= Records for this task =
---------------

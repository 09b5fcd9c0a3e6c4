//! Advisory locks around clone and preview start
//!
//! Without these, two callers can both pass the directory guard or the port
//! probe and then collide. The lock is non-blocking: a busy lock is reported
//! to the caller instead of queued.

use fs2::FileExt;
use std::fs::{File, OpenOptions};
use std::path::{Path, PathBuf};
use thiserror::Error;

#[derive(Error, Debug)]
pub enum LockError {
    #[error("Another operation is already in progress ({})", path.display())]
    Busy { path: PathBuf },

    #[error("Failed to create lock file {}: {source}", path.display())]
    CreateFailed {
        path: PathBuf,
        source: std::io::Error,
    },

    #[error("Failed to acquire lock on {}: {source}", path.display())]
    LockFailed {
        path: PathBuf,
        source: std::io::Error,
    },
}

/// An exclusive lock held for the duration of one operation
///
/// Released when dropped; the lock file is removed on drop as well. A
/// process that opened the file just before the unlink can lock the
/// orphaned inode while a third one creates a fresh file, so exclusion is
/// best effort across processes.
#[derive(Debug)]
pub struct OperationLock {
    _file: File,
    path: PathBuf,
}

impl OperationLock {
    /// Take the lock or fail with `Busy` if someone else holds it
    pub fn acquire(lock_path: &Path) -> Result<Self, LockError> {
        Self::try_acquire(lock_path)?.ok_or_else(|| LockError::Busy {
            path: lock_path.to_path_buf(),
        })
    }

    /// Try to acquire an exclusive lock without blocking
    ///
    /// Returns `Ok(Some(lock))` if acquired, `Ok(None)` if held elsewhere.
    pub fn try_acquire(lock_path: &Path) -> Result<Option<Self>, LockError> {
        if let Some(parent) = lock_path.parent() {
            std::fs::create_dir_all(parent).map_err(|source| LockError::CreateFailed {
                path: lock_path.to_path_buf(),
                source,
            })?;
        }

        let file = OpenOptions::new()
            .write(true)
            .create(true)
            .truncate(false)
            .open(lock_path)
            .map_err(|source| LockError::CreateFailed {
                path: lock_path.to_path_buf(),
                source,
            })?;

        match file.try_lock_exclusive() {
            Ok(()) => Ok(Some(OperationLock {
                _file: file,
                path: lock_path.to_path_buf(),
            })),
            Err(e) if e.kind() == std::io::ErrorKind::WouldBlock => Ok(None),
            // EAGAIN / EACCES on some Unix platforms
            Err(e) if matches!(e.raw_os_error(), Some(11) | Some(13)) => Ok(None),
            Err(source) => Err(LockError::LockFailed {
                path: lock_path.to_path_buf(),
                source,
            }),
        }
    }
}

impl Drop for OperationLock {
    fn drop(&mut self) {
        let _ = std::fs::remove_file(&self.path);
    }
}

/// Returns `<path>.lock`, a sibling of `path`
///
/// `path` is normalised first so a trailing separator cannot put the lock
/// inside the directory it guards.
pub fn lock_path_for(path: &Path) -> PathBuf {
    let normalized: PathBuf = path.components().collect();
    match normalized.file_name() {
        Some(name) => {
            let mut lock_name = name.to_os_string();
            lock_name.push(".lock");
            normalized.with_file_name(lock_name)
        }
        None => {
            let mut lock_path = normalized.into_os_string();
            lock_path.push(".lock");
            PathBuf::from(lock_path)
        }
    }
}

---------------

= Activity =
Where the string "blocking" occurs in a line of the listing, copy the line.

= Response area =
//! probe and then collide. The lock is non-blocking: a busy lock is reported
    /// Try to acquire an exclusive lock without blocking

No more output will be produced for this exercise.